INSTRUCTIONS TO FOLLOW:
Find the string "Applied" in the listing and report every line that has it.

++++++++

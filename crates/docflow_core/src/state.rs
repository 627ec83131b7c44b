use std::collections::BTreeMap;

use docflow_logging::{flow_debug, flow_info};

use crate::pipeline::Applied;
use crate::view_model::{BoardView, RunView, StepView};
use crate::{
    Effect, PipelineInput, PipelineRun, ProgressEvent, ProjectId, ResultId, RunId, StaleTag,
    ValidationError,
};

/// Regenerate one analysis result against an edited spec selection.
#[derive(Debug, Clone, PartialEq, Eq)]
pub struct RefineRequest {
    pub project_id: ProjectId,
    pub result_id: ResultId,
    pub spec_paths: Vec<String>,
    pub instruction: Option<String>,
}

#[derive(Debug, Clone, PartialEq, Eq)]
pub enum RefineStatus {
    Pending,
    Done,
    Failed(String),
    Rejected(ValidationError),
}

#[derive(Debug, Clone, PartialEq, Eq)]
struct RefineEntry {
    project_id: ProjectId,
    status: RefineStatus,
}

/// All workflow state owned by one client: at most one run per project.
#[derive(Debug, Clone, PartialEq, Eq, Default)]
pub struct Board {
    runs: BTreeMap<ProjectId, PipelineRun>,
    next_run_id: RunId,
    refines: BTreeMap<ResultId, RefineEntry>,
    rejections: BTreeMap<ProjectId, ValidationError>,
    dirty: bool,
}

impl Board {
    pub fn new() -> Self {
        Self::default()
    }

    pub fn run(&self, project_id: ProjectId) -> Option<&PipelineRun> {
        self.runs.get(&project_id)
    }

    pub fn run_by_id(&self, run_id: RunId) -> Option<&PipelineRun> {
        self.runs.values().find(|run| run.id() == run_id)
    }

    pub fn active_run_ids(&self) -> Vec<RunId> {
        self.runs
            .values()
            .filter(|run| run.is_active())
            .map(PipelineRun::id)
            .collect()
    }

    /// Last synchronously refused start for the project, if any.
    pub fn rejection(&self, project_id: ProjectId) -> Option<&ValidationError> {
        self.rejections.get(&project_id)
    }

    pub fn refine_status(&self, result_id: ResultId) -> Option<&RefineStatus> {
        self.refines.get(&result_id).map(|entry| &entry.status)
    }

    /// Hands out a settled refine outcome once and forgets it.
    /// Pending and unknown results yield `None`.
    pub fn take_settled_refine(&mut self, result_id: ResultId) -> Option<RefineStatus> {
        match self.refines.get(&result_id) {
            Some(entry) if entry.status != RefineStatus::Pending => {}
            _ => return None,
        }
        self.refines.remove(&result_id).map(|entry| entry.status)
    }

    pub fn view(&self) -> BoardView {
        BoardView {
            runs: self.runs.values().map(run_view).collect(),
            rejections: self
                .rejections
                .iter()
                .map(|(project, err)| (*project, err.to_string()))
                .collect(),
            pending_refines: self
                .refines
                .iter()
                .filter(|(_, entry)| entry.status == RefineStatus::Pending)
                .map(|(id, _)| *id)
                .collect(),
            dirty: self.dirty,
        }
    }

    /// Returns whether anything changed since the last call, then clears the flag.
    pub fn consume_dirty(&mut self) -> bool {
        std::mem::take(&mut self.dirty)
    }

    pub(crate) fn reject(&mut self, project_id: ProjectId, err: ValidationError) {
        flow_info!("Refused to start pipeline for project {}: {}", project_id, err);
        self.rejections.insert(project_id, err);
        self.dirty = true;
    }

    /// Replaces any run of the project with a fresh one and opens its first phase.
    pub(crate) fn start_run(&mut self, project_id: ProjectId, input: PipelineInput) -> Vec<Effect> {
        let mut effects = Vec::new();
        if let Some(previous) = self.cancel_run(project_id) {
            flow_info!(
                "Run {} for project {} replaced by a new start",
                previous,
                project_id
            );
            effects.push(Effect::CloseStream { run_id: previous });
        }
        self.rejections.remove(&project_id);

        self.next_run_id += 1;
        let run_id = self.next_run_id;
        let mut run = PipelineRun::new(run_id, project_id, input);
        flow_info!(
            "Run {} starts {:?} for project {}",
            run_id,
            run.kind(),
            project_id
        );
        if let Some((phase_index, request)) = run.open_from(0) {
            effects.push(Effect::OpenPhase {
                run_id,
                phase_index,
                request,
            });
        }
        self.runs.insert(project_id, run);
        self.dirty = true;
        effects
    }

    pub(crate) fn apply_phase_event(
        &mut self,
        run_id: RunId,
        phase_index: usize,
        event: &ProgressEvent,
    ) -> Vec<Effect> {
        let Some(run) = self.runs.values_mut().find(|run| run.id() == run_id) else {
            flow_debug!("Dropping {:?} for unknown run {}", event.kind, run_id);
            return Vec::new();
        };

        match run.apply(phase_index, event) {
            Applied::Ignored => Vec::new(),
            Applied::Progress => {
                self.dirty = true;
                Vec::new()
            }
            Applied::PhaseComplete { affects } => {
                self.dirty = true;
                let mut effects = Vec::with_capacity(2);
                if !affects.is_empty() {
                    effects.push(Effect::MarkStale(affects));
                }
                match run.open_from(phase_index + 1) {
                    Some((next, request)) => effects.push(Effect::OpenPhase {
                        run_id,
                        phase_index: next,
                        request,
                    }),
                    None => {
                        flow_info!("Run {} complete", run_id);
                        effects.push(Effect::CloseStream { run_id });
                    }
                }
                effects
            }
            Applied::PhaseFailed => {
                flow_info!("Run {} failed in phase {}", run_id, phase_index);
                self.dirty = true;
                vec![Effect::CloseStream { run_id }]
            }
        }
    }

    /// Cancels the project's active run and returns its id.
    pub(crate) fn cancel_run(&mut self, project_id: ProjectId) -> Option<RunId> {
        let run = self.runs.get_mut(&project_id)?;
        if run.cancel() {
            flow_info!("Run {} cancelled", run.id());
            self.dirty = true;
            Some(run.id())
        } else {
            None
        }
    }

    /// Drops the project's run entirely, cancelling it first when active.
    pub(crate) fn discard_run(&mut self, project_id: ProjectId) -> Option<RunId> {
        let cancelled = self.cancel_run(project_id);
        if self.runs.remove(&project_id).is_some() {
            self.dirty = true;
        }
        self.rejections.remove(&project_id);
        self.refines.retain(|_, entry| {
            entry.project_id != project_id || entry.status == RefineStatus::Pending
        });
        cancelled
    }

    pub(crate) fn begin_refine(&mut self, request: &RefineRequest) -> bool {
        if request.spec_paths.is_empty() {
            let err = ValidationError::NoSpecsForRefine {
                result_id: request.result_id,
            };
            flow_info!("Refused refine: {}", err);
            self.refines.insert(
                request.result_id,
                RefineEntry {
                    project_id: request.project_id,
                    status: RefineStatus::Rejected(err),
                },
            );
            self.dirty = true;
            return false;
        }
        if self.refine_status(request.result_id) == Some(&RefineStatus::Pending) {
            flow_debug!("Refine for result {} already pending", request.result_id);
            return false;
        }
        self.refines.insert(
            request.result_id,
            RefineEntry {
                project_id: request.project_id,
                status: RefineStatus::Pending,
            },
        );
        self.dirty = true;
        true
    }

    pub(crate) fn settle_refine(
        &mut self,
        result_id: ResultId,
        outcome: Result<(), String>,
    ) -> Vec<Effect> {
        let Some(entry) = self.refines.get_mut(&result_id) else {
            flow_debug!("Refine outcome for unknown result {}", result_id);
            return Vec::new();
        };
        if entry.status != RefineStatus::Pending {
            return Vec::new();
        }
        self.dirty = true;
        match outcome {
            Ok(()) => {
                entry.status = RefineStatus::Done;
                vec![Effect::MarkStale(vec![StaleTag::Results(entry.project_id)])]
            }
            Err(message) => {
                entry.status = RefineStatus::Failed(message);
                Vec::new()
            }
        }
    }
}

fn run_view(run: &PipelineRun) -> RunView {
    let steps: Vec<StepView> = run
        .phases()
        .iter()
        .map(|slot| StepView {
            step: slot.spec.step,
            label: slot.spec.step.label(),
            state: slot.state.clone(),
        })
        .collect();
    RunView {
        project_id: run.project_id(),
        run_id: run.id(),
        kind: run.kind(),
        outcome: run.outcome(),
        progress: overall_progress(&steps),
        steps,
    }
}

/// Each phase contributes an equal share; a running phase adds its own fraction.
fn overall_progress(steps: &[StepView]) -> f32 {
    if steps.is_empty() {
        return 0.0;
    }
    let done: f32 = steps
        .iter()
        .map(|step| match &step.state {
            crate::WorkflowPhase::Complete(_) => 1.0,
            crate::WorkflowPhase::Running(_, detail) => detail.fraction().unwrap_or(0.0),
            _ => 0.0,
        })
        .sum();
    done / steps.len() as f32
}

++++++++

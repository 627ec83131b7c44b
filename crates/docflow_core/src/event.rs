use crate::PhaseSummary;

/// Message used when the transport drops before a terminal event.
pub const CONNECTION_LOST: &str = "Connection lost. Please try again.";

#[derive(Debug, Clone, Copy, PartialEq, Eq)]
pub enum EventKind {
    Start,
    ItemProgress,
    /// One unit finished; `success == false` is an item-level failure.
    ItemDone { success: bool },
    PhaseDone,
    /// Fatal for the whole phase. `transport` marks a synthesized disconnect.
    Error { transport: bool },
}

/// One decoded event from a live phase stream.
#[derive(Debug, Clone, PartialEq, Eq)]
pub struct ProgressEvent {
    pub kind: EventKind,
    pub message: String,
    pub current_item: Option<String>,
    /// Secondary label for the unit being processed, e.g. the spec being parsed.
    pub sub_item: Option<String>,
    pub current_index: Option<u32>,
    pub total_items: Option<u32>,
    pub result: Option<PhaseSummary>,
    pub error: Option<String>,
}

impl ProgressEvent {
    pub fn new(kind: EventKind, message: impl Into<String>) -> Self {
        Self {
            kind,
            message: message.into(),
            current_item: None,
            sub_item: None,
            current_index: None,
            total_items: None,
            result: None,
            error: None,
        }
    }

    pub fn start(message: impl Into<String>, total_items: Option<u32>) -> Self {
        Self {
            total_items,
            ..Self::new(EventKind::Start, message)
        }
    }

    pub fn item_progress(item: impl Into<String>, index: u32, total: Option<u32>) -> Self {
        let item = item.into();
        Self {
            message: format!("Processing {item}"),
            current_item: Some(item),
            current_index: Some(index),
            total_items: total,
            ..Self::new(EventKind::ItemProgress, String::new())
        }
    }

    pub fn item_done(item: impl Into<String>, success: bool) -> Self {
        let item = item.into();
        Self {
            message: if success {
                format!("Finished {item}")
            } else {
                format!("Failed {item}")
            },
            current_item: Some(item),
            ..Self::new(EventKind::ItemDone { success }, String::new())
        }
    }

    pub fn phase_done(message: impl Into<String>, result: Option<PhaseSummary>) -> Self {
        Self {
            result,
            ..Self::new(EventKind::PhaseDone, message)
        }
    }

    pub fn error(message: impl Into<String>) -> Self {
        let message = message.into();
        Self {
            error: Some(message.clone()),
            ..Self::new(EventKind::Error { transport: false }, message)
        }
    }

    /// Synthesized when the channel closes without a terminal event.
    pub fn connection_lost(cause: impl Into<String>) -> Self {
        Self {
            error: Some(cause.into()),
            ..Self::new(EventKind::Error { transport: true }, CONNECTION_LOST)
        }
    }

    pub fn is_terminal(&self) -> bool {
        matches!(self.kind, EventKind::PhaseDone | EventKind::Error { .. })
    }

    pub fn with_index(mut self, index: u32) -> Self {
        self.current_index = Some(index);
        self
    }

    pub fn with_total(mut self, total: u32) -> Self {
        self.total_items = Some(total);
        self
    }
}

++++++++

RESPONSE BELOW:
use crate::pipeline::Applied;
            Applied::Ignored => Vec::new(),
            Applied::Progress => {
            Applied::PhaseComplete { affects } => {
            Applied::PhaseFailed => {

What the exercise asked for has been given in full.